--- MATERIAL FOR THE TASK ---

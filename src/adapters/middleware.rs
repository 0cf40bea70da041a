//! Reusable route middleware.
//!
//! Each function returns a [`Middleware`] constructor that can be attached to
//! a [`RouterDefinition`](crate::core::RouterDefinition). Constructors are
//! stateless apart from their captured configuration.
use std::{sync::Arc, time::Instant};

use async_trait::async_trait;
use axum::body::Body as AxumBody;
use hyper::{
    Request, Response,
    header::{HeaderName, HeaderValue},
};

use crate::ports::router::{BoxedHandler, Middleware, ProxyHandler};

struct RequestTiming {
    inner: BoxedHandler,
}

#[async_trait]
impl ProxyHandler for RequestTiming {
    async fn serve(&self, req: Request<AxumBody>) -> Response<AxumBody> {
        let start = Instant::now();
        let method = req.method().clone();
        let uri = req.uri().clone();

        tracing::debug!("Started processing {} {}", method, uri);
        let response = self.inner.serve(req).await;

        tracing::info!(
            http.method = %method,
            http.path = uri.path(),
            http.status_code = response.status().as_u16(),
            elapsed = ?start.elapsed(),
            "Completed request"
        );
        response
    }
}

/// Log method, path, status and latency of every request.
pub fn request_timing() -> Middleware {
    Middleware::new(|inner| Arc::new(RequestTiming { inner }))
}

struct ResponseHeader {
    inner: BoxedHandler,
    name: HeaderName,
    value: HeaderValue,
}

#[async_trait]
impl ProxyHandler for ResponseHeader {
    async fn serve(&self, req: Request<AxumBody>) -> Response<AxumBody> {
        let mut response = self.inner.serve(req).await;
        response
            .headers_mut()
            .insert(self.name.clone(), self.value.clone());
        response
    }
}

/// Set a fixed header on every response, replacing any upstream value.
pub fn response_header(name: HeaderName, value: HeaderValue) -> Middleware {
    Middleware::new(move |inner| {
        Arc::new(ResponseHeader {
            inner,
            name: name.clone(),
            value: value.clone(),
        })
    })
}

struct StripRequestHeader {
    inner: BoxedHandler,
    name: HeaderName,
}

#[async_trait]
impl ProxyHandler for StripRequestHeader {
    async fn serve(&self, mut req: Request<AxumBody>) -> Response<AxumBody> {
        req.headers_mut().remove(&self.name);
        self.inner.serve(req).await
    }
}

/// Drop a request header before it reaches the handler.
pub fn strip_request_header(name: HeaderName) -> Middleware {
    Middleware::new(move |inner| {
        Arc::new(StripRequestHeader {
            inner,
            name: name.clone(),
        })
    })
}

struct RequestHeader {
    inner: BoxedHandler,
    name: HeaderName,
    value: HeaderValue,
}

#[async_trait]
impl ProxyHandler for RequestHeader {
    async fn serve(&self, mut req: Request<AxumBody>) -> Response<AxumBody> {
        req.headers_mut()
            .insert(self.name.clone(), self.value.clone());
        self.inner.serve(req).await
    }
}

/// Set a fixed header on every request before it reaches the handler.
pub fn request_header(name: HeaderName, value: HeaderValue) -> Middleware {
    Middleware::new(move |inner| {
        Arc::new(RequestHeader {
            inner,
            name: name.clone(),
            value: value.clone(),
        })
    })
}

struct StripResponseHeader {
    inner: BoxedHandler,
    name: HeaderName,
}

#[async_trait]
impl ProxyHandler for StripResponseHeader {
    async fn serve(&self, req: Request<AxumBody>) -> Response<AxumBody> {
        let mut response = self.inner.serve(req).await;
        response.headers_mut().remove(&self.name);
        response
    }
}

/// Drop a header from every response.
pub fn strip_response_header(name: HeaderName) -> Middleware {
    Middleware::new(move |inner| {
        Arc::new(StripResponseHeader {
            inner,
            name: name.clone(),
        })
    })
}

#[cfg(test)]
mod tests {
    use hyper::StatusCode;

    use super::*;
    use crate::ports::router::{chain, handler_fn};

    fn echo_header(name: &'static str) -> BoxedHandler {
        handler_fn(move |req: Request<AxumBody>| async move {
            let seen = req
                .headers()
                .get(name)
                .and_then(|v| v.to_str().ok())
                .unwrap_or("absent")
                .to_string();
            Response::new(AxumBody::from(seen))
        })
    }

    #[tokio::test]
    async fn test_response_header_overrides_upstream() {
        let upstream = handler_fn(|_req| async {
            Response::builder()
                .header("x-served-by", "upstream")
                .body(AxumBody::empty())
                .unwrap()
        });
        let handler = chain(
            &[response_header(
                HeaderName::from_static("x-served-by"),
                HeaderValue::from_static("gateway"),
            )],
            upstream,
        );

        let response = handler.serve(Request::new(AxumBody::empty())).await;
        assert_eq!(response.headers()["x-served-by"], "gateway");
    }

    #[tokio::test]
    async fn test_strip_request_header() {
        use http_body_util::BodyExt;

        let handler = chain(
            &[strip_request_header(HeaderName::from_static("authorization"))],
            echo_header("authorization"),
        );
        let req = Request::builder()
            .header("authorization", "Bearer secret")
            .body(AxumBody::empty())
            .unwrap();

        let response = handler.serve(req).await;
        let body = response.into_body().collect().await.unwrap().to_bytes();
        assert_eq!(&body[..], b"absent");
    }

    #[tokio::test]
    async fn test_request_header_replaces_client_value() {
        use http_body_util::BodyExt;

        let handler = chain(
            &[request_header(
                HeaderName::from_static("x-tenant"),
                HeaderValue::from_static("internal"),
            )],
            echo_header("x-tenant"),
        );
        let req = Request::builder()
            .header("x-tenant", "spoofed")
            .body(AxumBody::empty())
            .unwrap();

        let response = handler.serve(req).await;
        let body = response.into_body().collect().await.unwrap().to_bytes();
        assert_eq!(&body[..], b"internal");
    }

    #[tokio::test]
    async fn test_strip_response_header() {
        let upstream = handler_fn(|_req| async {
            Response::builder()
                .header("server", "legacy/1.0")
                .header("content-type", "text/plain")
                .body(AxumBody::empty())
                .unwrap()
        });
        let handler = chain(
            &[strip_response_header(HeaderName::from_static("server"))],
            upstream,
        );

        let response = handler.serve(Request::new(AxumBody::empty())).await;
        assert!(response.headers().get("server").is_none());
        assert_eq!(response.headers()["content-type"], "text/plain");
    }

    #[tokio::test]
    async fn test_request_timing_passes_response_through() {
        let handler = chain(
            &[request_timing()],
            handler_fn(|_req| async {
                let mut response = Response::new(AxumBody::empty());
                *response.status_mut() = StatusCode::CREATED;
                response
            }),
        );

        let response = handler.serve(Request::new(AxumBody::empty())).await;
        assert_eq!(response.status(), StatusCode::CREATED);
    }
}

---

* **ABOUT THIS EXERCISE**
Your answer must be the full set of records above, reproduced exactly.

* **RESPONSE TO THIS EXERCISE**
filename src/adapters/middleware.rs
repository 0cf40bea70da041a
//! Reusable route middleware.
//!
//! Each function returns a [`Middleware`] constructor that can be attached to
//! a [`RouterDefinition`](crate::core::RouterDefinition). Constructors are
//! stateless apart from their captured configuration.
use std::{sync::Arc, time::Instant};

use async_trait::async_trait;
use axum::body::Body as AxumBody;
use hyper::{
    Request, Response,
    header::{HeaderName, HeaderValue},
};

use crate::ports::router::{BoxedHandler, Middleware, ProxyHandler};

struct RequestTiming {
    inner: BoxedHandler,
}

#[async_trait]
impl ProxyHandler for RequestTiming {
    async fn serve(&self, req: Request<AxumBody>) -> Response<AxumBody> {
        let start = Instant::now();
        let method = req.method().clone();
        let uri = req.uri().clone();

        tracing::debug!("Started processing {} {}", method, uri);
        let response = self.inner.serve(req).await;

        tracing::info!(
            http.method = %method,
            http.path = uri.path(),
            http.status_code = response.status().as_u16(),
            elapsed = ?start.elapsed(),
            "Completed request"
        );
        response
    }
}

/// Log method, path, status and latency of every request.
pub fn request_timing() -> Middleware {
    Middleware::new(|inner| Arc::new(RequestTiming { inner }))
}

struct ResponseHeader {
    inner: BoxedHandler,
    name: HeaderName,
    value: HeaderValue,
}

#[async_trait]
impl ProxyHandler for ResponseHeader {
    async fn serve(&self, req: Request<AxumBody>) -> Response<AxumBody> {
        let mut response = self.inner.serve(req).await;
        response
            .headers_mut()
            .insert(self.name.clone(), self.value.clone());
        response
    }
}

/// Set a fixed header on every response, replacing any upstream value.
pub fn response_header(name: HeaderName, value: HeaderValue) -> Middleware {
    Middleware::new(move |inner| {
        Arc::new(ResponseHeader {
            inner,
            name: name.clone(),
            value: value.clone(),
        })
    })
}

struct StripRequestHeader {
    inner: BoxedHandler,
    name: HeaderName,
}

#[async_trait]
impl ProxyHandler for StripRequestHeader {
    async fn serve(&self, mut req: Request<AxumBody>) -> Response<AxumBody> {
        req.headers_mut().remove(&self.name);
        self.inner.serve(req).await
    }
}

/// Drop a request header before it reaches the handler.
pub fn strip_request_header(name: HeaderName) -> Middleware {
    Middleware::new(move |inner| {
        Arc::new(StripRequestHeader {
            inner,
            name: name.clone(),
        })
    })
}

struct RequestHeader {
    inner: BoxedHandler,
    name: HeaderName,
    value: HeaderValue,
}

#[async_trait]
impl ProxyHandler for RequestHeader {
    async fn serve(&self, mut req: Request<AxumBody>) -> Response<AxumBody> {
        req.headers_mut()
            .insert(self.name.clone(), self.value.clone());
        self.inner.serve(req).await
    }
}

/// Set a fixed header on every request before it reaches the handler.
pub fn request_header(name: HeaderName, value: HeaderValue) -> Middleware {
    Middleware::new(move |inner| {
        Arc::new(RequestHeader {
            inner,
            name: name.clone(),
            value: value.clone(),
        })
    })
}

struct StripResponseHeader {
    inner: BoxedHandler,
    name: HeaderName,
}

#[async_trait]
impl ProxyHandler for StripResponseHeader {
    async fn serve(&self, req: Request<AxumBody>) -> Response<AxumBody> {
        let mut response = self.inner.serve(req).await;
        response.headers_mut().remove(&self.name);
        response
    }
}

/// Drop a header from every response.
pub fn strip_response_header(name: HeaderName) -> Middleware {
    Middleware::new(move |inner| {
        Arc::new(StripResponseHeader {
            inner,
            name: name.clone(),
        })
    })
}

#[cfg(test)]
mod tests {
    use hyper::StatusCode;

    use super::*;
    use crate::ports::router::{chain, handler_fn};

    fn echo_header(name: &'static str) -> BoxedHandler {
        handler_fn(move |req: Request<AxumBody>| async move {
            let seen = req
                .headers()
                .get(name)
                .and_then(|v| v.to_str().ok())
                .unwrap_or("absent")
                .to_string();
            Response::new(AxumBody::from(seen))
        })
    }

    #[tokio::test]
    async fn test_response_header_overrides_upstream() {
        let upstream = handler_fn(|_req| async {
            Response::builder()
                .header("x-served-by", "upstream")
                .body(AxumBody::empty())
                .unwrap()
        });
        let handler = chain(
            &[response_header(
                HeaderName::from_static("x-served-by"),
                HeaderValue::from_static("gateway"),
            )],
            upstream,
        );

        let response = handler.serve(Request::new(AxumBody::empty())).await;
        assert_eq!(response.headers()["x-served-by"], "gateway");
    }

    #[tokio::test]
    async fn test_strip_request_header() {
        use http_body_util::BodyExt;

        let handler = chain(
            &[strip_request_header(HeaderName::from_static("authorization"))],
            echo_header("authorization"),
        );
        let req = Request::builder()
            .header("authorization", "Bearer secret")
            .body(AxumBody::empty())
            .unwrap();

        let response = handler.serve(req).await;
        let body = response.into_body().collect().await.unwrap().to_bytes();
        assert_eq!(&body[..], b"absent");
    }

    #[tokio::test]
    async fn test_request_header_replaces_client_value() {
        use http_body_util::BodyExt;

        let handler = chain(
            &[request_header(
                HeaderName::from_static("x-tenant"),
                HeaderValue::from_static("internal"),
            )],
            echo_header("x-tenant"),
        );
        let req = Request::builder()
            .header("x-tenant", "spoofed")
            .body(AxumBody::empty())
            .unwrap();

        let response = handler.serve(req).await;
        let body = response.into_body().collect().await.unwrap().to_bytes();
        assert_eq!(&body[..], b"internal");
    }

    #[tokio::test]
    async fn test_strip_response_header() {
        let upstream = handler_fn(|_req| async {
            Response::builder()
                .header("server", "legacy/1.0")
                .header("content-type", "text/plain")
                .body(AxumBody::empty())
                .unwrap()
        });
        let handler = chain(
            &[strip_response_header(HeaderName::from_static("server"))],
            upstream,
        );

        let response = handler.serve(Request::new(AxumBody::empty())).await;
        assert!(response.headers().get("server").is_none());
        assert_eq!(response.headers()["content-type"], "text/plain");
    }

    #[tokio::test]
    async fn test_request_timing_passes_response_through() {
        let handler = chain(
            &[request_timing()],
            handler_fn(|_req| async {
                let mut response = Response::new(AxumBody::empty());
                *response.status_mut() = StatusCode::CREATED;
                response
            }),
        );

        let response = handler.serve(Request::new(AxumBody::empty())).await;
        assert_eq!(response.status(), StatusCode::CREATED);
    }
}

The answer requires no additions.